Seri cinayetin kurban seçimi ve öldürme motivasyonu açısından tipik bir örüntüye sahip olduğu gözlenmiştir. Egger’e göre bazı özgül yönler arasında saldırgan ve kurban arasında öncesinde bir ilişki olmadığı, saldırganın motivasyonunun maddi kazanç değil, kurban üzerinde kurmak istediği güç ve baskı olduğu, kurbanların ortak özelliklere sahip olduğu ve katil için sembolik bir anlama sahip olabileceği yer almaktadır. Bunlarla birlikte, yine dizide yer verilen seri katilde de gördüğümüz gibi bazı seri katillerin görev odaklı tipoloji sınıfına girdiğini, kendilerine görev yüklediklerini ve bu misyoner seri katillerin suç işlemek için belirli bir gruba odaklandıklarını da görürüz. Dizide gördüğümüz seri katilin özellikle boşanmış kadınları kurban olarak belirlediği bilgisinden yola çıkarak bu seçimin katilin aile öyküsüyle ilişkili sembolik bir anlam taşıyabileceğini düşünmek de bu noktada yanlış olmayacaktır.

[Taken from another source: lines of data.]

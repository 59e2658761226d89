//! Ordered registry of canonical certificates seen during one run.

use std::collections::BTreeMap;

use super::certificate::{canonical_certificate, Certificate};
use crate::error::Result;
use crate::rotation::RotationSystem;

/// Outcome of [`Registry::classify`]; indices count records read, from 1.
#[derive(Clone, Copy, Debug, PartialEq, Eq)]
pub enum Classification {
    New { index: usize },
    Duplicate { index: usize, original: usize },
}

impl Classification {
    #[inline]
    pub fn is_new(&self) -> bool {
        matches!(self, Classification::New { .. })
    }
}

/// Certificates keyed in certificate order, each mapped to the index of the
/// record that introduced it. Entries are never removed.
#[derive(Clone, Debug, Default)]
pub struct Registry {
    seen: BTreeMap<Certificate, usize>,
    read: usize,
}

impl Registry {
    pub fn new() -> Self {
        Self::default()
    }

    /// Classify the next embedding of the stream.
    pub fn classify(&mut self, rs: &RotationSystem) -> Result<Classification> {
        let cert = canonical_certificate(rs)?;
        Ok(self.classify_certificate(cert))
    }

    /// Same as [`classify`](Self::classify) for a precomputed certificate.
    pub fn classify_certificate(&mut self, cert: Certificate) -> Classification {
        self.read += 1;
        let index = self.read;
        match self.seen.get(&cert) {
            Some(&original) => Classification::Duplicate { index, original },
            None => {
                self.seen.insert(cert, index);
                Classification::New { index }
            }
        }
    }

    /// Records classified so far.
    #[inline]
    pub fn read(&self) -> usize {
        self.read
    }

    /// Distinct certificates seen so far.
    #[inline]
    pub fn unique(&self) -> usize {
        self.seen.len()
    }
}
//! Arena symmetry, degree invariant and face closure on small hand-built systems.

use super::*;

/// Path 0-1-2 (edges 0 and 1) with room for edge 2 = 2-3 and one crossing.
fn path_012() -> (RotationSystem, HalfEdgeId, HalfEdgeId) {
    let mut rs = RotationSystem::with_capacity(Capacity::for_thrackle(4, 3, 1));
    let h01 = rs.seed_edge(0, 1, 0);
    let h10 = rs[h01].inverse;
    let h12 = rs.connect_to_vertex(h10, 2, Attach::Isolated, 1);
    (rs, h01, h12)
}

fn face_count(rs: &RotationSystem) -> usize {
    let mut seen = vec![false; rs.half_edge_count()];
    let mut faces = 0;
    for i in 0..rs.half_edge_count() {
        if seen[i] {
            continue;
        }
        faces += 1;
        for h in rs.trace_face(HalfEdgeId(i)) {
            seen[h.0] = true;
        }
    }
    faces
}

#[test]
fn seed_and_connect_build_a_path() {
    let (rs, h01, h12) = path_012();
    rs.check_invariants().unwrap();
    assert_eq!(rs.degree(0), 1);
    assert_eq!(rs.degree(1), 2);
    assert_eq!(rs.degree(2), 1);
    assert_eq!(rs[h01].end, 1);
    assert_eq!(rs[h12].start, 1);
    // A tree has a single face whose boundary uses every half-edge.
    assert_eq!(rs.trace_face(h01).count(), 4);
    assert_eq!(face_count(&rs), 1);
}

#[test]
fn connect_then_disconnect_restores_state() {
    let (mut rs, _, h12) = path_012();
    let before = rs.clone();
    let h21 = rs[h12].inverse;
    let tip = rs.connect_to_vertex(h21, 3, Attach::Isolated, 2);
    assert_eq!(rs.degree(3), 1);
    rs.check_invariants().unwrap();
    rs.disconnect_vertex(tip);
    assert_eq!(rs, before);
}

#[test]
fn crossing_has_degree_four_and_undoes_exactly() {
    let (mut rs, h01, h12) = path_012();
    let before = rs.clone();
    let h21 = rs[h12].inverse;
    let tip = rs.connect_to_vertex(h21, 3, Attach::Isolated, 2);
    let after_connect = rs.clone();

    let crossing = rs.insert_crossing(tip, h01);
    rs.check_invariants().unwrap();
    assert_eq!(crossing.vertex, 4);
    assert_eq!(rs.crossing_count(), 1);
    assert_eq!(rs.degree(crossing.vertex), 4);
    assert_eq!(rs.kind(crossing.vertex), VertexKind::Crossing);
    assert_eq!(rs[crossing.continuation].end, 3);
    assert_eq!(rs[tip].end, crossing.vertex);
    assert_eq!(rs[h01].end, crossing.vertex);
    // Opposite spokes belong to the same original edge.
    let spokes: Vec<_> = rs.rotation(crossing.vertex).collect();
    assert_eq!(rs[spokes[0]].edge, rs[spokes[2]].edge);
    assert_eq!(rs[spokes[1]].edge, rs[spokes[3]].edge);
    assert_ne!(rs[spokes[0]].edge, rs[spokes[1]].edge);
    // V - E + F = 2 with five vertices and five physical edges.
    assert_eq!(face_count(&rs), 2);

    rs.remove_crossing(crossing.vertex);
    assert_eq!(rs, after_connect);
    rs.disconnect_vertex(tip);
    assert_eq!(rs, before);
}

#[test]
fn nested_crossings_unwind_in_lifo_order() {
    // Star at 0 (edges 0-1, 0-2) and a path 3-4 woven across both.
    let mut rs = RotationSystem::with_capacity(Capacity::for_thrackle(5, 3, 2));
    let h01 = rs.seed_edge(0, 1, 0);
    let h02 = rs.connect_to_vertex(h01, 2, Attach::Isolated, 1);
    let before = rs.clone();
    let h34 = rs.seed_edge(3, 4, 2);
    let first = rs.insert_crossing(h34, h01);
    let second = rs.insert_crossing(first.continuation, h02);
    rs.check_invariants().unwrap();
    assert_eq!(rs.vertex_count(), 7);
    assert_eq!(rs[second.continuation].end, 4);
    rs.remove_crossing(second.vertex);
    rs.remove_crossing(first.vertex);
    rs.disconnect_vertex(h34);
    assert_eq!(rs, before);
}

#[test]
fn landing_moves_the_loose_end_and_lifts_back() {
    // Triangle 0-1-2: edges 0-1 and 0-2 embedded, edge 2-1 lands at 1.
    let mut rs = RotationSystem::with_capacity(Capacity::for_thrackle(3, 3, 0));
    let h01 = rs.seed_edge(0, 1, 0);
    let h02 = rs.connect_to_vertex(h01, 2, Attach::Isolated, 1);
    let h20 = rs[h02].inverse;
    let scratch = rs.scratch_vertex();
    let tip = rs.connect_to_vertex(h20, scratch, Attach::Isolated, 2);
    let before = rs.clone();

    let anchor = rs
        .trace_face(rs[tip].inverse)
        .find(|&x| rs[x].end == 1)
        .map(|x| rs[x].inverse)
        .unwrap();
    rs.land_loose_end(tip, 1, anchor);
    assert_eq!(rs.degree(scratch), 0);
    assert_eq!(rs.degree(1), 2);
    assert_eq!(rs[tip].end, 1);
    rs.check_invariants().unwrap();
    assert_eq!(face_count(&rs), 2);

    rs.lift_loose_end(tip, scratch);
    assert_eq!(rs, before);
}

#[test]
fn direct_connection_into_existing_rotation() {
    let mut rs = RotationSystem::with_capacity(Capacity::for_thrackle(3, 3, 0));
    let h01 = rs.seed_edge(0, 1, 0);
    let h02 = rs.connect_to_vertex(h01, 2, Attach::Isolated, 1);
    let before = rs.clone();
    let h10 = rs[h01].inverse;
    let h20 = rs[h02].inverse;
    let e = rs.connect_to_vertex(h20, 1, Attach::After(h10), 2);
    rs.check_invariants().unwrap();
    assert_eq!(rs.degree(1), 2);
    assert_eq!(face_count(&rs), 2);
    rs.disconnect_vertex(e);
    assert_eq!(rs, before);
}

#[test]
fn mirror_rotation_reverses_order() {
    let rs = RotationSystem::from_rotations(4, &[vec![1, 2, 3], vec![0], vec![0], vec![0]]).unwrap();
    let h = rs.first_half_edge(0).unwrap();
    let fwd: Vec<_> = rs.rotation_from(h, Direction::Forward).map(|x| rs[x].end).collect();
    let mir: Vec<_> = rs.rotation_from(h, Direction::Mirror).map(|x| rs[x].end).collect();
    assert_eq!(fwd, vec![1, 2, 3]);
    assert_eq!(mir, vec![1, 3, 2]);
}

#[test]
fn rotation_lists_round_trip() {
    let lists = vec![vec![1, 2], vec![0, 2], vec![1, 0]];
    let rs = RotationSystem::from_rotations(3, &lists).unwrap();
    rs.check_invariants().unwrap();
    assert_eq!(rs.to_rotations(), lists);
    assert_eq!(face_count(&rs), 2);
}

#[test]
fn asymmetric_rotation_lists_are_rejected() {
    let err = RotationSystem::from_rotations(3, &[vec![1, 2], vec![0], vec![1]]).unwrap_err();
    assert!(err.to_string().contains("no inverse"));
    assert!(RotationSystem::from_rotations(2, &[vec![0], vec![]]).is_err());
    assert!(RotationSystem::from_rotations(2, &[vec![5], vec![0]]).is_err());
}

#[test]
#[should_panic(expected = "out of order")]
fn disconnect_below_the_top_panics() {
    let (mut rs, h01, _) = path_012();
    rs.disconnect_vertex(h01);
}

Tüm bunlarla birlikte, seri katiller ve seri cinayetler incelendiğinde nedenselliğin birçok farklı sürece dayanan karmaşık bir süreç olduğunu söylemek gerekir. Her ne kadar kavramlar, sınıflandırmalar, kişilik yapılanmalarından bahsetsek de aynı ‘normal’ insan davranışını etkileyen tüm faktörleri belirlemenin imkansızlığı gibi seri katiller ve cinayetler noktasında da etki eden tüm faktörleri belirlemek ve kesinliğinden söz etmek oldukça zordur.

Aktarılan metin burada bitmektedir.